PROMPT: Please set down exactly the lines of the listing below from the line containing "fn eq(&self, other: &Self)" through the line containing "impl<T: fmt::Display> fmt::Display", both lines included, leaving out all other lines.

SUPPLIED DATA:
***
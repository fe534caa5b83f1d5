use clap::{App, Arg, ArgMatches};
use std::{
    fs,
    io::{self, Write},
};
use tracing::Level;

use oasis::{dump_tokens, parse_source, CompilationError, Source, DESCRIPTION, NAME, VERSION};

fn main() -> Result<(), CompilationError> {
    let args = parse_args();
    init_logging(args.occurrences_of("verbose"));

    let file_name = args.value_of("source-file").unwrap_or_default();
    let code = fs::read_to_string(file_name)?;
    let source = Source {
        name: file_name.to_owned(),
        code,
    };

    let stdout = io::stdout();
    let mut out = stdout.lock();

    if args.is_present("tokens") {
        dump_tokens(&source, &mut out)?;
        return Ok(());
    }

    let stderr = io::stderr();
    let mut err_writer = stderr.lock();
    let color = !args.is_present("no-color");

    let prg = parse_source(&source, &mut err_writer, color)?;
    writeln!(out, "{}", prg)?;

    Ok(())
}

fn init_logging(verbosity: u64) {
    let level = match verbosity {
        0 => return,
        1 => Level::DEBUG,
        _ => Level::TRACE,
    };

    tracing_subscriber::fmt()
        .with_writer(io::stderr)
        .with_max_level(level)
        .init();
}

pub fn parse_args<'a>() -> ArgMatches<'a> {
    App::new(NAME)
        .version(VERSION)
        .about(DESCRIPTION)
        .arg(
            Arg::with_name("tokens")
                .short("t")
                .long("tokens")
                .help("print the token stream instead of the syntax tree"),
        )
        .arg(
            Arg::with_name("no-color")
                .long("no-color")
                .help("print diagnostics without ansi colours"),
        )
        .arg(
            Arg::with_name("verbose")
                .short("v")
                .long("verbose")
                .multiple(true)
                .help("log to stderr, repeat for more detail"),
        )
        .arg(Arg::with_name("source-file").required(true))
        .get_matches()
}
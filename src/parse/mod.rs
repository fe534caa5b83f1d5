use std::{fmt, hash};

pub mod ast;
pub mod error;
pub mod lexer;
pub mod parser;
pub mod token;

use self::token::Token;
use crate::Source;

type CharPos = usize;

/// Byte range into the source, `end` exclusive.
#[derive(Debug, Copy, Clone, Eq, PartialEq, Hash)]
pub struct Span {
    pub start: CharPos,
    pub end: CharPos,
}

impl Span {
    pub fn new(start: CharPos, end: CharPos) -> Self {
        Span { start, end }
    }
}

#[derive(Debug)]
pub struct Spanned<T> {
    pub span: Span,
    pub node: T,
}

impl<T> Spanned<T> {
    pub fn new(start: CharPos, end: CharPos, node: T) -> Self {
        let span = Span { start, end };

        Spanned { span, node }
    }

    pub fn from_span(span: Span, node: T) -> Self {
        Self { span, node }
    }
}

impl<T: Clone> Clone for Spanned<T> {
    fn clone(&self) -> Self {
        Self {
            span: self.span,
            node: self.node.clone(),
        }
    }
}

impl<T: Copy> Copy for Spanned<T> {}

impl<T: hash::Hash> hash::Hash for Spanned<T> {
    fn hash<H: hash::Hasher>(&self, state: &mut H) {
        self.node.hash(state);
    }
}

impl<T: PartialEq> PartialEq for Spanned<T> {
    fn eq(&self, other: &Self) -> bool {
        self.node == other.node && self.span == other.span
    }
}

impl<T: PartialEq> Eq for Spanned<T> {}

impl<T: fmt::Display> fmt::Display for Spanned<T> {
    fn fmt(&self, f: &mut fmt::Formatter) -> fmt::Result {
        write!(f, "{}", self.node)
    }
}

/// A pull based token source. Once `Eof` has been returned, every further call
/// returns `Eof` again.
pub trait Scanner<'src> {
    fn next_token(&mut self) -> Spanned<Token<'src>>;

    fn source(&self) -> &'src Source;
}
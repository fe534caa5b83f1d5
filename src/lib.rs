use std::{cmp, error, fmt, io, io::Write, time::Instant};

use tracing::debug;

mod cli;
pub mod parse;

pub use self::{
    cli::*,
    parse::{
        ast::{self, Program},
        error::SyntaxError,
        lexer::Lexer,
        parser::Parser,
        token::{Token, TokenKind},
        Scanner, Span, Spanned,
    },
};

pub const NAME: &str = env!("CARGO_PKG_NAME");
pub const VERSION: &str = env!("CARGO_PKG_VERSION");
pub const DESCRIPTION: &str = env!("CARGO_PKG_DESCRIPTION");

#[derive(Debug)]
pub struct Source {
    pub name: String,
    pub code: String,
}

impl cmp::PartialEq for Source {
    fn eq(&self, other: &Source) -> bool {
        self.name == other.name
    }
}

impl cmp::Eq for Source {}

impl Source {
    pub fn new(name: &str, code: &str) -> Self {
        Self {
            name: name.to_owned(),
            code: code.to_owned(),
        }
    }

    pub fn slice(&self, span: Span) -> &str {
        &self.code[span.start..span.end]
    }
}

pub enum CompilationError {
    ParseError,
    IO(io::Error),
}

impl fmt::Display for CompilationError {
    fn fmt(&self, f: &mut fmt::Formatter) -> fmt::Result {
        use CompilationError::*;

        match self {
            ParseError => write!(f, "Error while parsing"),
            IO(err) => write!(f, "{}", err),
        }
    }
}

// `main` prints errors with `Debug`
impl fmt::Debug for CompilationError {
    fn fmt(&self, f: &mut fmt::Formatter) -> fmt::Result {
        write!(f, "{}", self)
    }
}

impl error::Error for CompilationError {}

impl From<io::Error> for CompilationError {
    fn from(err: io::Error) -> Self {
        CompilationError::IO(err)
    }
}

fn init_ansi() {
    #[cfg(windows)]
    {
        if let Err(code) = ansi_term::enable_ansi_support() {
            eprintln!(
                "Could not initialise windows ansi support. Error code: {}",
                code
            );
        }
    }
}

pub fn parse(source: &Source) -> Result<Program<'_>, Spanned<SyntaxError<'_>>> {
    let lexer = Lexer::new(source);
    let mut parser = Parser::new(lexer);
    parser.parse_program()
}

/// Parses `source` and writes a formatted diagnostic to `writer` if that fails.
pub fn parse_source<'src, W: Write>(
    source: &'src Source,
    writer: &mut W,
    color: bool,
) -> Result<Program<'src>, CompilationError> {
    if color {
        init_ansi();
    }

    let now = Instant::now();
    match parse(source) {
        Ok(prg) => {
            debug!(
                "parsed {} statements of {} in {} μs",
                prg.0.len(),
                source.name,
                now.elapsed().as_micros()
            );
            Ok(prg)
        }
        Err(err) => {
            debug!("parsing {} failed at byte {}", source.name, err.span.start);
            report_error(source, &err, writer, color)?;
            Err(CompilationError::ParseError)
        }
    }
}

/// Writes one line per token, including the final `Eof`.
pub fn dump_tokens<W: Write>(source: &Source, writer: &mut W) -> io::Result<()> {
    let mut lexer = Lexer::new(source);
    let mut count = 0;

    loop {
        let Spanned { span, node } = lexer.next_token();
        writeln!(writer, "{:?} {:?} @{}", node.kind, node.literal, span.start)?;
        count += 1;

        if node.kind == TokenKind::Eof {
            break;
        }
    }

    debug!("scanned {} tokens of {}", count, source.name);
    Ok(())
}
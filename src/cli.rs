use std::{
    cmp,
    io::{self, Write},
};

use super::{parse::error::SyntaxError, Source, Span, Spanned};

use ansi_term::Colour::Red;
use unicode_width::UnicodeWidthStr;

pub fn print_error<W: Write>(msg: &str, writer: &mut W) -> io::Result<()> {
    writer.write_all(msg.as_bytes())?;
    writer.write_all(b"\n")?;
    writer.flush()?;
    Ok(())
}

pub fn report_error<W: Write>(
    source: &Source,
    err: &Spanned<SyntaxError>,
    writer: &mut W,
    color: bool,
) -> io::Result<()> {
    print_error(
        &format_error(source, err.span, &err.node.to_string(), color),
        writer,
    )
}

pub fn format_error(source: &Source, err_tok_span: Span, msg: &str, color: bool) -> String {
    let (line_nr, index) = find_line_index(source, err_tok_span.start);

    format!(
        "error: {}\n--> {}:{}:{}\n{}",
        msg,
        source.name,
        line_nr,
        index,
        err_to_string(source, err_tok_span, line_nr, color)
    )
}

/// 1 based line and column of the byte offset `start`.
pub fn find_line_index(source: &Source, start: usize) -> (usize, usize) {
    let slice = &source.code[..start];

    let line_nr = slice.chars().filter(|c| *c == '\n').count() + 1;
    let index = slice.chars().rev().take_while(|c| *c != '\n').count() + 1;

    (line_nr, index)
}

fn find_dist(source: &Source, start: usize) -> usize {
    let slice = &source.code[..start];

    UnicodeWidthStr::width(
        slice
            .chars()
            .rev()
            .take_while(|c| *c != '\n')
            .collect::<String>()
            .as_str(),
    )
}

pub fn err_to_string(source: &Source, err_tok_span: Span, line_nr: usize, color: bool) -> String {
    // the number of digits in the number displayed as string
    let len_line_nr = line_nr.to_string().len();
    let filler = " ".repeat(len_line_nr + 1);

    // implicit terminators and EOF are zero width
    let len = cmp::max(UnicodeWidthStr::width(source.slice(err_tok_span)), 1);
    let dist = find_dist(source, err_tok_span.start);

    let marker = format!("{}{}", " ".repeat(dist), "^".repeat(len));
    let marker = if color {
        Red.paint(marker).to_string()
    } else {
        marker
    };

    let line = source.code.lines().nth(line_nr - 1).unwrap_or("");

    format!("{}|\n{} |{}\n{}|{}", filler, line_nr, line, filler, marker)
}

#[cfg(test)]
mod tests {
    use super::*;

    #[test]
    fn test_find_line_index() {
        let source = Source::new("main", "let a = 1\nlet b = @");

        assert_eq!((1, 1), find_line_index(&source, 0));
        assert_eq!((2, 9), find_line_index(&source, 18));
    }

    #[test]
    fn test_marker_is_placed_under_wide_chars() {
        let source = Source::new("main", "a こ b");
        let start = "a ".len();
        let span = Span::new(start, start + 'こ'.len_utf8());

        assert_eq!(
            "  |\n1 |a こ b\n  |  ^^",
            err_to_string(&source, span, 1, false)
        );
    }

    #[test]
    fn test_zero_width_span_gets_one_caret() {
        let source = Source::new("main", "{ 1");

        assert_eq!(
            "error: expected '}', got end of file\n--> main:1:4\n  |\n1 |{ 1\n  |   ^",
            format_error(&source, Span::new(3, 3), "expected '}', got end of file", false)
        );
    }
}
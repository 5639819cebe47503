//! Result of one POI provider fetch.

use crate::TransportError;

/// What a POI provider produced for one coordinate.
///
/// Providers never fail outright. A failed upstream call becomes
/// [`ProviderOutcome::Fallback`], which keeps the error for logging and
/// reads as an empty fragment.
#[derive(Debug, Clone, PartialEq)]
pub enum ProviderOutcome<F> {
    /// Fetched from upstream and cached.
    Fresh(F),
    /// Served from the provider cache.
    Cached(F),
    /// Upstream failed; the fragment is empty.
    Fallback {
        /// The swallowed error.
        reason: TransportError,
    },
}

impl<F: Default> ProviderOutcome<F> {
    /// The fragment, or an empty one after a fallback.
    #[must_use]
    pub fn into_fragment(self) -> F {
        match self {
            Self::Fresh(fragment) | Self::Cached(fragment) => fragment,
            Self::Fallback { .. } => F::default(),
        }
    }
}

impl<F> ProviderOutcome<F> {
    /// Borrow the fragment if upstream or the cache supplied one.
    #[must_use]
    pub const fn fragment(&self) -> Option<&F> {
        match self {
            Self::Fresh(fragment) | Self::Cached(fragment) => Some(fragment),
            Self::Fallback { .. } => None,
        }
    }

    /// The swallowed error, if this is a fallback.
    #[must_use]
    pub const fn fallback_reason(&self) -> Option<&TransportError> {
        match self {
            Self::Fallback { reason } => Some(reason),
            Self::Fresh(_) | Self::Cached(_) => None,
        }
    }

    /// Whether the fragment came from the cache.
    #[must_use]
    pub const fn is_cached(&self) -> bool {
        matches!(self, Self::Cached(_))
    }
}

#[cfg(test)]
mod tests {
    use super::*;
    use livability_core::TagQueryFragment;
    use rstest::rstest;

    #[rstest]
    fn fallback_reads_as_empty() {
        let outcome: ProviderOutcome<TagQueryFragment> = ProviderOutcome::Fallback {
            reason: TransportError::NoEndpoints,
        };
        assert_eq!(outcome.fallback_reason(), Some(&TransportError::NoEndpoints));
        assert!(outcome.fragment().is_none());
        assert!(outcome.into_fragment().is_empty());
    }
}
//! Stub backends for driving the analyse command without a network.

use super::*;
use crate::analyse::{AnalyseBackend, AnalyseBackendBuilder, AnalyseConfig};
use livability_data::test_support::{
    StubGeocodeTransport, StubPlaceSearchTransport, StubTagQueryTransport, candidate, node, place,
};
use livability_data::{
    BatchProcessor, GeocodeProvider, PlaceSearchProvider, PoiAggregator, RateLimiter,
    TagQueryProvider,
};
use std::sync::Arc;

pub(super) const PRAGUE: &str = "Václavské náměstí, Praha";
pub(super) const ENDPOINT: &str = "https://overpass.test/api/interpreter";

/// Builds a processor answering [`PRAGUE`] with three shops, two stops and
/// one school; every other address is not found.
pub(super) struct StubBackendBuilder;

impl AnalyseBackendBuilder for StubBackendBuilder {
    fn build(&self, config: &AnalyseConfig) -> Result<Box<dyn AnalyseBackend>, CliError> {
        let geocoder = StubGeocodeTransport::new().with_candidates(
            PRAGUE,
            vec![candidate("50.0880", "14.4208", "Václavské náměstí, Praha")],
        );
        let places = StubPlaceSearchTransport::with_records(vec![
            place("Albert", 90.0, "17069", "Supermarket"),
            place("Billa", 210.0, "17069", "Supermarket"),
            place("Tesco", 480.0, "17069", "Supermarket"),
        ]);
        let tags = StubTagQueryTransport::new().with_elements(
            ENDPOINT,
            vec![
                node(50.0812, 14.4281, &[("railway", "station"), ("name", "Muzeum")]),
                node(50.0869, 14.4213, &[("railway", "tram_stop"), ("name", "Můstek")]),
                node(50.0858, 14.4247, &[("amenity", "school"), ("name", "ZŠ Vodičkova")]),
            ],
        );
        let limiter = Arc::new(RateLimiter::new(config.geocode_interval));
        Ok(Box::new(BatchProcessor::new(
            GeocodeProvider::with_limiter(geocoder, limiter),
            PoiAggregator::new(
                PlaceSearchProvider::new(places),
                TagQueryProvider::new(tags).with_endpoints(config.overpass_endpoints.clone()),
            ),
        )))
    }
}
***
SOLVED PROBLEM:
    fn eq(&self, other: &Self) -> bool {
        self.node == other.node && self.span == other.span
    }
}

impl<T: PartialEq> Eq for Spanned<T> {}

impl<T: fmt::Display> fmt::Display for Spanned<T> {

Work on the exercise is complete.